Vans, Buster Browns, and Catholic School | Pinwheel Mobile at Vans Vault in NYC

Mobiles: Pinwheel + The Wham, Vans Vault in NYC, 📷: the brilliant JeffLee (https://www.jeffwilliamlee.com/)

On becoming

“Before you can soar,” explained hawk, “you must first drop in.”
 
Thoughts while making
Brown pants. White button-down shirt. White socks. Brown shoes. This was the everyday uniform for boys at St. Didacus.

In the seventh grade, girls could trade in their ugly barf-colored plaid jumpers for equally ugly plaid skirts. Boys could trade up our K-6 pants for corduroys. And then there were the shoes.

We weren’t allowed to wear athletic shoes in grades K-6. Why? Perhaps only Sister Bernadine knew. But if junior high was a rite of passage, Vans were our savior. The Era, Old Skool, #sk8hi, and – of course – the Classic Slip-Ons.

As a kid growing up in San Diego in the late 70s and 80s, skateboarding was everywhere. My brother hit the streets with his Gordon & Smith Pine Design board, and real-time legends like Tony Alva and Stacy Peralta were eVANSgelists for our generation. The neighborhood kids all had ‘em. And yet I slunk around in my Buster Browns :(

One by one, my classmates started showing up to school with those now-iconic brown gum-colored Vans (yes, they still had to be brown) with their signature rubber waffle soles.

I remember the day I finally convinced my mom to buy me a pair … only to discover that my high arches and oddly-shaped feet didn’t fit in the shoe that I was sure would change my life.

I was crushed.
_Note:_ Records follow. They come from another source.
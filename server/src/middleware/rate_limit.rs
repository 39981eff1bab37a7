use actix_web::{
    body::{EitherBody, MessageBody},
    dev::{ServiceRequest, ServiceResponse},
    middleware::Next,
    web,
};
use dashmap::DashMap;
use std::net::{IpAddr, SocketAddr};
use std::sync::Arc;
use std::time::{Duration, Instant};

use crate::error::ApiError;

pub const WINDOW_DURATION: Duration = Duration::from_secs(60);

/// Sliding-window request counter keyed by client IP, applied to the
/// credential endpoints.
#[derive(Clone)]
pub struct RateLimiter {
    requests: Arc<DashMap<IpAddr, Vec<Instant>>>,
    max_requests: usize,
    trusted_proxies: Arc<[IpAddr]>,
}

impl RateLimiter {
    pub fn new(max_requests: usize) -> Self {
        Self {
            requests: Arc::new(DashMap::new()),
            max_requests,
            trusted_proxies: Arc::from(Vec::new()),
        }
    }

    /// Only these peers may name the client through forwarding headers.
    pub fn with_trusted_proxies(mut self, proxies: Vec<IpAddr>) -> Self {
        self.trusted_proxies = Arc::from(proxies);
        self
    }

    /// The peer address, or the forwarded client address when the peer is a
    /// trusted proxy.
    pub fn client_ip(&self, req: &ServiceRequest) -> Option<IpAddr> {
        let peer = req.peer_addr()?.ip();
        if !self.trusted_proxies.contains(&peer) {
            return Some(peer);
        }

        let forwarded = req
            .connection_info()
            .realip_remote_addr()
            .and_then(|addr| {
                addr.parse::<IpAddr>()
                    .ok()
                    .or_else(|| addr.parse::<SocketAddr>().ok().map(|sock| sock.ip()))
            });

        Some(forwarded.unwrap_or(peer))
    }

    pub fn check_rate_limit(&self, ip: IpAddr) -> bool {
        let now = Instant::now();
        let cutoff = now.checked_sub(WINDOW_DURATION);

        let mut entry = self.requests.entry(ip).or_default();

        if let Some(cutoff) = cutoff {
            entry.retain(|&timestamp| timestamp > cutoff);
        }

        if entry.len() >= self.max_requests {
            return false;
        }

        entry.push(now);
        true
    }

    pub fn cleanup_old_entries(&self) {
        let Some(cutoff) = Instant::now().checked_sub(WINDOW_DURATION) else {
            return;
        };

        self.requests.retain(|_, timestamps| {
            timestamps.retain(|&timestamp| timestamp > cutoff);
            !timestamps.is_empty()
        });
    }

    pub fn tracked_clients(&self) -> usize {
        self.requests.len()
    }
}

pub async fn rate_limit_middleware<B: MessageBody + 'static>(
    req: ServiceRequest,
    next: Next<B>,
) -> Result<ServiceResponse<EitherBody<B>>, actix_web::Error> {
    let rate_limiter = req
        .app_data::<web::Data<RateLimiter>>()
        .ok_or_else(|| ApiError::Internal("Rate limiter not available".to_string()))?;

    match rate_limiter.client_ip(&req) {
        Some(ip) => {
            if !rate_limiter.check_rate_limit(ip) {
                log::warn!("Rate limit exceeded for IP: {}", ip);
                return Ok(req
                    .error_response(ApiError::RateLimitExceeded)
                    .map_into_right_body());
            }
        }
        None => log::debug!("No client address for {}, not rate limited", req.path()),
    }

    Ok(next.call(req).await?.map_into_left_body())
}
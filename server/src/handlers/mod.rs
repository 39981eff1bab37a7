pub mod auth;
pub mod books;
pub mod notes;

use actix_web::HttpResponse;
use mongodb::bson::oid::ObjectId;

use crate::error::{ApiError, Result};

/// Terminal handler for anything no scope or route claimed.
pub async fn not_found() -> Result<HttpResponse> {
    Err(ApiError::RouteNotFound)
}

/// Malformed ids are reported like missing documents.
pub(crate) fn parse_id(raw: &str, kind: &str) -> Result<ObjectId> {
    ObjectId::parse_str(raw).map_err(|_| ApiError::NotFound(format!("No {kind} with id {raw}")))
}

/// Trims `value` and checks its length in characters.
pub(crate) fn required_text(field: &str, value: &str, max_chars: usize) -> Result<String> {
    let trimmed = value.trim();
    if trimmed.is_empty() {
        return Err(ApiError::BadRequest(format!("Please provide {field}")));
    }
    if trimmed.chars().count() > max_chars {
        return Err(ApiError::BadRequest(format!(
            "{field} cannot be more than {max_chars} characters"
        )));
    }
    Ok(trimmed.to_string())
}

#[cfg(test)]
mod tests {
    use super::*;

    #[test]
    fn test_parse_id() {
        let id = ObjectId::new();
        assert_eq!(parse_id(&id.to_hex(), "book").unwrap(), id);

        let err = parse_id("not-an-id", "book").unwrap_err();
        assert_eq!(err.to_string(), "No book with id not-an-id");
    }

    #[test]
    fn test_required_text() {
        assert_eq!(required_text("title", "  Dune ", 10).unwrap(), "Dune");
        assert!(matches!(
            required_text("title", "   ", 10),
            Err(ApiError::BadRequest(_))
        ));
        assert!(matches!(
            required_text("title", "ÅÅÅÅ", 3),
            Err(ApiError::BadRequest(_))
        ));
        assert!(required_text("title", "ÅÅÅ", 3).is_ok());
    }
}
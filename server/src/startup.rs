use std::sync::Arc;
use std::time::Duration;

use actix_web::HttpServer;
use tokio::time;

use crate::{
    app::{build_app, AppState},
    auth_token::{AuthTokenError, AuthTokenService},
    config::{AppConfig, ConfigError},
    db,
    error::ApiError,
};

const RATE_LIMIT_CLEANUP_INTERVAL: Duration = Duration::from_secs(300);

#[derive(Debug, thiserror::Error)]
pub enum StartupError {
    #[error("Invalid configuration: {0}")]
    Config(#[from] ConfigError),

    #[error("Database unavailable: {0}")]
    Database(#[source] ApiError),

    #[error("Token service: {0}")]
    Token(#[from] AuthTokenError),

    #[error("Failed to bind {addr}: {source}")]
    Bind {
        addr: String,
        source: std::io::Error,
    },

    #[error("HTTP server failed: {0}")]
    Serve(#[source] std::io::Error),
}

/// Connects to the database, then binds and serves until shutdown.
/// Nothing listens unless the database answered first.
pub async fn run(config: AppConfig) -> Result<(), StartupError> {
    log::info!("Connecting to MongoDB (database '{}')...", config.database_name);
    let db_context = db::connect(&config.mongo_uri, &config.database_name)
        .await
        .map_err(StartupError::Database)?;

    log::info!("Initializing database indexes...");
    db_context
        .init_indexes()
        .await
        .map_err(StartupError::Database)?;

    let tokens = AuthTokenService::new(
        config.auth_token_secret.clone().into_bytes(),
        config.auth_token_ttl,
    )?;

    let state = AppState::new(config, Arc::new(db_context), tokens);

    let rate_limiter = state.rate_limiter.clone();
    tokio::spawn(async move {
        let mut interval = time::interval(RATE_LIMIT_CLEANUP_INTERVAL);
        loop {
            interval.tick().await;
            rate_limiter.cleanup_old_entries();
            log::debug!(
                "Background cleanup: {} clients tracked by rate limiter",
                rate_limiter.tracked_clients()
            );
        }
    });

    let addr = format!("{}:{}", state.config.host, state.config.port);
    let port = state.config.port;

    let server = HttpServer::new(move || build_app(state.clone()))
        .bind(&addr)
        .map_err(|source| StartupError::Bind { addr, source })?;

    log::info!("Server is listening on port {}", port);

    server.run().await.map_err(StartupError::Serve)
}
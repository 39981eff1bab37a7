use std::sync::Arc;

use actix_web::{
    body::MessageBody,
    dev::{ServiceFactory, ServiceRequest, ServiceResponse},
    middleware::{from_fn, Logger, NormalizePath},
    web, App, Error,
};

use crate::{
    auth_token::AuthTokenService,
    config::AppConfig,
    db::Store,
    error::ApiError,
    handlers,
    middleware::{auth_middleware, cors_gate, security_headers, CorsPolicy, RateLimiter},
};

pub const API_PREFIX: &str = "/api/v1";

/// Everything the request pipeline shares. Cloned into each worker.
#[derive(Clone)]
pub struct AppState {
    pub config: AppConfig,
    pub store: Arc<dyn Store>,
    pub tokens: AuthTokenService,
    pub rate_limiter: RateLimiter,
}

impl AppState {
    pub fn new(config: AppConfig, store: Arc<dyn Store>, tokens: AuthTokenService) -> Self {
        let rate_limiter = RateLimiter::new(config.login_rate_limit)
            .with_trusted_proxies(config.trusted_proxies.clone());
        Self {
            config,
            store,
            tokens,
            rate_limiter,
        }
    }
}

/// Builds the application: shared state, extractor error mapping, the
/// middleware chain and the three route groups.
///
/// Middleware runs outermost first: access log, CORS gate, CORS headers and
/// preflight, security headers, path normalisation. Book and note routes
/// share the one `/books` scope, since a second scope with the same prefix
/// would never be reached.
pub fn build_app(
    state: AppState,
) -> App<
    impl ServiceFactory<
        ServiceRequest,
        Config = (),
        Response = ServiceResponse<impl MessageBody>,
        Error = Error,
        InitError = (),
    >,
> {
    let json_config = web::JsonConfig::default()
        .limit(state.config.json_limit_bytes)
        .error_handler(|err, _req| ApiError::BadRequest(format!("Invalid JSON body: {err}")).into());
    let path_config = web::PathConfig::default()
        .error_handler(|err, _req| ApiError::NotFound(err.to_string()).into());
    let query_config = web::QueryConfig::default()
        .error_handler(|err, _req| ApiError::BadRequest(format!("Invalid query string: {err}")).into());

    let cors_policy = CorsPolicy::new(state.config.allowed_origins.clone());

    App::new()
        // Shared state
        .app_data(json_config)
        .app_data(path_config)
        .app_data(query_config)
        .app_data(web::Data::new(cors_policy.clone()))
        .app_data(web::Data::from(state.store))
        .app_data(web::Data::new(state.tokens))
        .app_data(web::Data::new(state.rate_limiter))
        .app_data(web::Data::new(state.config))
        // Middleware
        .wrap(NormalizePath::trim())
        .wrap(security_headers())
        .wrap(cors_policy.layer())
        .wrap(from_fn(cors_gate))
        .wrap(Logger::default())
        // Routes
        .service(web::scope(&format!("{API_PREFIX}/auth")).configure(handlers::auth::configure))
        .service(
            web::scope(&format!("{API_PREFIX}/profile"))
                .wrap(from_fn(auth_middleware))
                .configure(handlers::auth::configure),
        )
        .service(
            web::scope(&format!("{API_PREFIX}/books"))
                .wrap(from_fn(auth_middleware))
                .configure(handlers::books::configure)
                .configure(handlers::notes::configure),
        )
        .default_service(web::to(handlers::not_found))
}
And the pair of no-name puke brown running shoes I came away as a replacement didn’t help. And yet I lived.

So you can imagine how stoked I am to have a pair of my mobiles spinning in this Vans Vault window display in NYC. In the coming days, they’ll swap out those placeholder shoes with a new line that will match the colors/patterns in the mobiles.

What was your favorite (or least favorite) article of clothing as a kid?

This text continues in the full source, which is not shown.